Collected data entries:
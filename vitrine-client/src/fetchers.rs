//! Cache suppliers wrapping each catalog read operation.

use async_trait::async_trait;
use serde::Serialize;
use serde_json::Value;
use vitrine_cache::QueryFetcher;
use vitrine_core::{CacheError, CatalogResult, ProductId, QueryKey};

use crate::client::CatalogClient;

fn encode<T: Serialize>(key: QueryKey, value: &T) -> CatalogResult<Value> {
    serde_json::to_value(value).map_err(|err| {
        CacheError::Encode {
            key,
            reason: err.to_string(),
        }
        .into()
    })
}

/// Supplier for the product-list key.
pub struct ProductsFetcher {
    client: CatalogClient,
}

impl ProductsFetcher {
    pub fn new(client: CatalogClient) -> Self {
        Self { client }
    }
}

#[async_trait]
impl QueryFetcher for ProductsFetcher {
    async fn fetch(&self) -> CatalogResult<Value> {
        let products = self.client.list_products().await?;
        encode(QueryKey::Products, &products)
    }
}

/// Supplier for a single-product key.
pub struct ProductFetcher {
    client: CatalogClient,
    id: ProductId,
}

impl ProductFetcher {
    pub fn new(client: CatalogClient, id: ProductId) -> Self {
        Self { client, id }
    }
}

#[async_trait]
impl QueryFetcher for ProductFetcher {
    async fn fetch(&self) -> CatalogResult<Value> {
        let product = self.client.get_product(self.id).await?;
        encode(QueryKey::Product(self.id), &product)
    }
}

/// Supplier for the categories key.
pub struct CategoriesFetcher {
    client: CatalogClient,
}

impl CategoriesFetcher {
    pub fn new(client: CatalogClient) -> Self {
        Self { client }
    }
}

#[async_trait]
impl QueryFetcher for CategoriesFetcher {
    async fn fetch(&self) -> CatalogResult<Value> {
        let categories = self.client.list_categories().await?;
        encode(QueryKey::Categories, &categories)
    }
}
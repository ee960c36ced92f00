//! Vitrine Cache - Query Cache & Synchronization Layer
//!
//! A keyed cache of asynchronous read results with per-subscription
//! staleness windows, de-duplication of concurrent identical requests,
//! explicit invalidation on writes, retention-based eviction, and
//! network-aware suspension of refetches.
//!
//! # Design Philosophy
//!
//! Staleness is explicit: every subscription states its tolerance via
//! [`QueryOptions`], and reads return [`QuerySnapshot`] which carries the
//! fetch status alongside the value. An offline network does not turn into
//! errors; due fetches are withheld in [`FetchStatus::Paused`] and the
//! last-known value keeps being served.

pub mod entry;
pub mod fetcher;
pub mod network;
pub mod observer;
pub mod staleness;
pub mod store;

pub use entry::QuerySnapshot;
pub use fetcher::QueryFetcher;
pub use network::{NetworkMonitor, NetworkSubscription};
pub use observer::QueryObserver;
pub use staleness::QueryOptions;
pub use store::{QueryCache, QueryEvent};

pub use vitrine_core::FetchStatus;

▸ Task goal: Copy the entries word for word. Start at the first line and end with the line containing "staleness windows, de-duplication".

▸ Answer to the problem:
filename vitrine-client/src/fetchers.rs
//! Cache suppliers wrapping each catalog read operation.

use async_trait::async_trait;
use serde::Serialize;
use serde_json::Value;
use vitrine_cache::QueryFetcher;
use vitrine_core::{CacheError, CatalogResult, ProductId, QueryKey};

use crate::client::CatalogClient;

fn encode<T: Serialize>(key: QueryKey, value: &T) -> CatalogResult<Value> {
    serde_json::to_value(value).map_err(|err| {
        CacheError::Encode {
            key,
            reason: err.to_string(),
        }
        .into()
    })
}

/// Supplier for the product-list key.
pub struct ProductsFetcher {
    client: CatalogClient,
}

impl ProductsFetcher {
    pub fn new(client: CatalogClient) -> Self {
        Self { client }
    }
}

#[async_trait]
impl QueryFetcher for ProductsFetcher {
    async fn fetch(&self) -> CatalogResult<Value> {
        let products = self.client.list_products().await?;
        encode(QueryKey::Products, &products)
    }
}

/// Supplier for a single-product key.
pub struct ProductFetcher {
    client: CatalogClient,
    id: ProductId,
}

impl ProductFetcher {
    pub fn new(client: CatalogClient, id: ProductId) -> Self {
        Self { client, id }
    }
}

#[async_trait]
impl QueryFetcher for ProductFetcher {
    async fn fetch(&self) -> CatalogResult<Value> {
        let product = self.client.get_product(self.id).await?;
        encode(QueryKey::Product(self.id), &product)
    }
}

/// Supplier for the categories key.
pub struct CategoriesFetcher {
    client: CatalogClient,
}

impl CategoriesFetcher {
    pub fn new(client: CatalogClient) -> Self {
        Self { client }
    }
}

#[async_trait]
impl QueryFetcher for CategoriesFetcher {
    async fn fetch(&self) -> CatalogResult<Value> {
        let categories = self.client.list_categories().await?;
        encode(QueryKey::Categories, &categories)
    }
}
repository ee960c36ced92f00
//! Vitrine Cache - Query Cache & Synchronization Layer
//!
//! A keyed cache of asynchronous read results with per-subscription
//! staleness windows, de-duplication of concurrent identical requests,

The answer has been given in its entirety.